Жить бы себе мирно в этом недоразумении до самого утра, но я откуда-то точно знаю, что если открою сейчас дверь – там кто-то будет. Открываю – есть! Девица неопределенного возраста в белой блузке и юбке дебильного покроя держит в руках комнатный обогреватель с открытой спиралью, похожий на антенну-тарелку. Можно, не обращая внимания на эту дуру, пройти на кухню, но оттуда сейчас появится мальчик в полосатой футболке. Ага, вот он. А морда-то, морда какая мерзкая, фу.
–Отвали!– ору прямо в детские невинные глазенки, возвращаюсь в комнату и укладываюсь в постель. Вспомнила: я и не могу тут быть наяву, я же в больнице, ййё…
Пацан заходит и садится на корточки возле меня, смотрит пристально. Поворачиваюсь к нему задницей. Нехай любуется, а я буду глядеть в приснившееся окно.
Аааай! Малолетний кретин впился зубами в мою ногу. Убью урода!
Агрессор бросается к дверному проему, в котором полупрозрачно колышется его испуганная напарница. Когда я попадаю в прихожую, она уже, естественно, пуста. Может – в подъезде? Пытаюсь открыть входную дверь (плевать, что я в трусах, все равно – сон), не отпирается, зараза. Воздух ощутимо сгущается, как будто Самая Главная Домохозяйка взбивает его с сахарной пудрой в упругую пену.
Медленно и бесцельно брожу по квартире заросшей сталактитами и сталагмитами из великанских макарон.
Страшно. Не знаю, от чего, но жутко. Бабульки уже проснулись. Эх, вызвать бы специалиста из психоневрологии и спросить: к чему снятся кусачие полосатые мальчики?
Дина
– А что я такого сделала?! Физический контакт не запрещен! Я не виновата, что тамбур заклинило!
– Дура! Сама же и сидела там два часа, пока техники, слава Богу, не вытащили.

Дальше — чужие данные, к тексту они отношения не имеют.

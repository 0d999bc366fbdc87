use crate::components::ChefPage;
use chef_app::domain::FormSettings;
use leptos::prelude::*;
use server_fn::ServerFnError;

/// Returns the text for the output box; remote failures come back as `Error: ...`.
#[server(AskChefFn, "/api", endpoint = "ask_chef")]
pub async fn ask_chef(prompt: String, temperature: Option<f64>) -> Result<String, ServerFnError> {
    use chef_app::AppContext;

    let ctx = expect_context::<AppContext>();
    tracing::debug!("ask_chef server function called");
    Ok(ctx.ask_chef.respond(&prompt, temperature).await)
}

#[component]
pub fn HomePage() -> impl IntoView {
    let settings = use_context::<FormSettings>().unwrap_or_default();

    view! { <ChefPage settings=settings/> }
}
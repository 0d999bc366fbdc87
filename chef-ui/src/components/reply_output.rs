use leptos::prelude::*;

#[component]
pub fn ReplyOutput(
    #[prop(into)] output: String,
    #[prop(optional)] is_error: bool,
) -> impl IntoView {
    let class = if is_error {
        "reply__output reply__output--error"
    } else {
        "reply__output"
    };

    view! {
        <div class="reply">
            <label class="reply__label" for="reply">"Chef AI response"</label>
            <textarea id="reply" class=class rows="20" readonly=true>
                {format!("\n{}", output)}
            </textarea>
        </div>
    }
}
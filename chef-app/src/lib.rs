pub mod domain;

#[cfg(feature = "ssr")]
pub mod application;

#[cfg(feature = "ssr")]
pub mod config;

#[cfg(feature = "ssr")]
pub mod infrastructure;

#[cfg(feature = "ssr")]
mod app_context;

#[cfg(feature = "ssr")]
pub use app_context::AppContext;
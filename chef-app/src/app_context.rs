use crate::application::AskChef;
use crate::config::AppConfig;
use crate::domain::FormSettings;
use crate::infrastructure::openai::{OpenAiClient, SYSTEM_PROMPT};
use chef_errors::AppError;
use std::net::SocketAddr;
use std::sync::Arc;

#[derive(Clone)]
pub struct AppContext {
    pub ask_chef: Arc<AskChef>,
    pub bind_addr: SocketAddr,
}

impl AppContext {
    pub fn new(ask_chef: AskChef, bind_addr: SocketAddr) -> Self {
        Self {
            ask_chef: Arc::new(ask_chef),
            bind_addr,
        }
    }

    pub fn from_config(config: AppConfig) -> Self {
        let client = OpenAiClient::with_base_url(config.api_key, config.base_url);
        tracing::info!(
            "Using OpenAI-compatible backend with model {}",
            config.params.model
        );
        let ask_chef = AskChef::new(
            Arc::new(client),
            Some(SYSTEM_PROMPT.to_string()),
            config.params,
            config.settings,
        );
        Self::new(ask_chef, config.bind_addr)
    }

    pub fn from_env() -> Result<Self, AppError> {
        AppConfig::from_env().map(Self::from_config)
    }

    pub fn form_settings(&self) -> FormSettings {
        self.ask_chef.settings()
    }
}
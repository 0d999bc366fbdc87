mod home;

pub use home::{ask_chef, AskChefFn, HomePage};
mod app_error;

pub use app_error::AppError;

– Не ори на меня!!! Хотела и сидела! За то рожи твоей там не видела, уже плюс.
– Успокойтесь все!
Ого! За всё время нашего знакомства Перлита впервые повысила голос. Впечатлило! Ей позавидовал бы пехотный прапорщик со стажем. Не скажу, что мы с Йорданом резко успокоились, но, по крайней мере, заткнулись. Оно и к лучшему – не успели разругаться до мордобития. А то, как бы я пригласила его на ужин…, с поцарапанной-то рожей…
Почему я все время общаюсь с теми, кто больше всего бесит, а такие милые парни, как, например Бенджамин, обитают в соседних биографиях, изредка наведываясь в гости, чтобы подразнить?
Йордан
Шикарная лоджия, переходящая в балкон с низеньким бордюрчиком вместо полноценных перил – настоящая терраса на тридцать девятом этаже служила в динькином доме гостиной и столовой одновременно.
– А где ты питаешься во время снега и дождя?
– Нигде. Ем только на солнышке, диета такая. Тебе, что не нравится здесь?
– Нравится.
– Вот, и хорошо, а то на кухне тесно, а в комнате сидеть не на чем, сам видел.
Да уж, видел, пока пробирался. Не то чтобы в квартире было слишком много вещей, но полное отсутствие шкафов, стеллажей, сервантов, и даже самой завалящей армейской тумбочки, делало доступным для всеобщего обозрения то, что обычно скрывалось за пыльной полировкой мебельных гарнитуров.
Дина деловито, сервировала одноразовой посудой пластиковый столик, стибренный, как я подозреваю, в каком-нибудь уличном кафе.
– А, может, ты высоты боишься?
– Не боюсь, но…, как-то все-таки неуютно, малость.
– Фигня, привыкнешь, – отмахнулась от моих страхов хозяйка, – сейчас тебя кормить буду. Свин ты, кстати сказать, я два раза уже плов разогревала.
– Ну, прости! Я, признаться, рассчитывал, максимум, на Колу с чипсами. А опоздал потому, что десерт выбирал. Я же не знаю, что ты предпочитаешь. Интересно: угадал или нет.
– Показывай.
– Нет уж-ки! Ты в жизни не признаешься. Скажи, сперва: что ты любишь к чаю?
– Селедку.
– Ээээ…, почти в яблочко! У меня пастила с орехами в белом шоколаде.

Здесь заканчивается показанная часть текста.